Source data section start

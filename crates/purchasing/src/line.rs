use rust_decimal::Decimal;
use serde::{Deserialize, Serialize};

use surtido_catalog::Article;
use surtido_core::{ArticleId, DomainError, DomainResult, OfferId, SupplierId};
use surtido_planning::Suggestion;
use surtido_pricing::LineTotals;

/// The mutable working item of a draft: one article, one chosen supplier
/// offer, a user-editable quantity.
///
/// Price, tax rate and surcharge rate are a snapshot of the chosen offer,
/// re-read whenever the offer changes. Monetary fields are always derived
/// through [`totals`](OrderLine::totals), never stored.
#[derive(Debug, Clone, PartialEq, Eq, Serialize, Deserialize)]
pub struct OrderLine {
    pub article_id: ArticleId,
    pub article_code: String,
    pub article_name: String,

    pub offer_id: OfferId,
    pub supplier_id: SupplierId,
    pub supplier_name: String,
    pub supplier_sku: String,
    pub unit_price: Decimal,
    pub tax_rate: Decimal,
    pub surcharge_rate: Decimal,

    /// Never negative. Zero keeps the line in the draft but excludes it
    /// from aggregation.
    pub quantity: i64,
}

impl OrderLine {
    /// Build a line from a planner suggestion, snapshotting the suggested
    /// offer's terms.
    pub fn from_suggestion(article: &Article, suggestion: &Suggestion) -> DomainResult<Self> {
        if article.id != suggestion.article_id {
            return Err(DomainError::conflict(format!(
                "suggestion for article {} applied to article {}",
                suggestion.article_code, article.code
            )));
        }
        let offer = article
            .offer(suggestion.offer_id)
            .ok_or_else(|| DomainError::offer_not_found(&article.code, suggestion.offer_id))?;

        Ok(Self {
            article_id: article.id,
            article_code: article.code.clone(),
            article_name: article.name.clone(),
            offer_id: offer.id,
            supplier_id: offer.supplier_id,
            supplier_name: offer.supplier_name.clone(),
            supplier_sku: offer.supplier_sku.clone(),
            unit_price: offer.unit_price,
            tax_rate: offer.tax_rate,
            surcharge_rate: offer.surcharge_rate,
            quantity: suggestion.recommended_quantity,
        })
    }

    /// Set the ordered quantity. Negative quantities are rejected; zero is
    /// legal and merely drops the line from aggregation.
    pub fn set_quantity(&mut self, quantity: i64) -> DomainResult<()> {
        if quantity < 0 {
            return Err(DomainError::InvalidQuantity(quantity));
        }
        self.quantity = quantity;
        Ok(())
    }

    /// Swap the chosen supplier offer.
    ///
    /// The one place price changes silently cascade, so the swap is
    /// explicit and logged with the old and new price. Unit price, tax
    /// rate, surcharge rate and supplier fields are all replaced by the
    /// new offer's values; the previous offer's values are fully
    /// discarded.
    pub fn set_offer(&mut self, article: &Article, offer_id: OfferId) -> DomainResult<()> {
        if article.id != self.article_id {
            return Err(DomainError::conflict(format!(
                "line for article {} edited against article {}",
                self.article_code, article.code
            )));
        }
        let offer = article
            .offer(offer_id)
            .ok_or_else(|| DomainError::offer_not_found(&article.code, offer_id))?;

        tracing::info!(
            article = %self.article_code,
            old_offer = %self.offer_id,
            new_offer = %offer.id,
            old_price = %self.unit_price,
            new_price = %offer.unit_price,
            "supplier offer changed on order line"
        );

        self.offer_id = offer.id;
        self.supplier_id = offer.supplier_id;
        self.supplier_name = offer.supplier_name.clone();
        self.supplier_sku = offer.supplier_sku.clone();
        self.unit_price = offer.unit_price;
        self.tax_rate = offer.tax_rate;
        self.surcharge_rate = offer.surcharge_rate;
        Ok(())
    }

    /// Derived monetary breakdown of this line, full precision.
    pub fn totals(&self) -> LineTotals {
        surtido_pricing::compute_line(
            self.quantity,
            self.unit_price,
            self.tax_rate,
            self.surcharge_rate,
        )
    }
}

Source data section end

Whenever a line above includes "Decimal", copy it in full.

use rust_decimal::Decimal;
    pub unit_price: Decimal,
    pub tax_rate: Decimal,
    pub surcharge_rate: Decimal,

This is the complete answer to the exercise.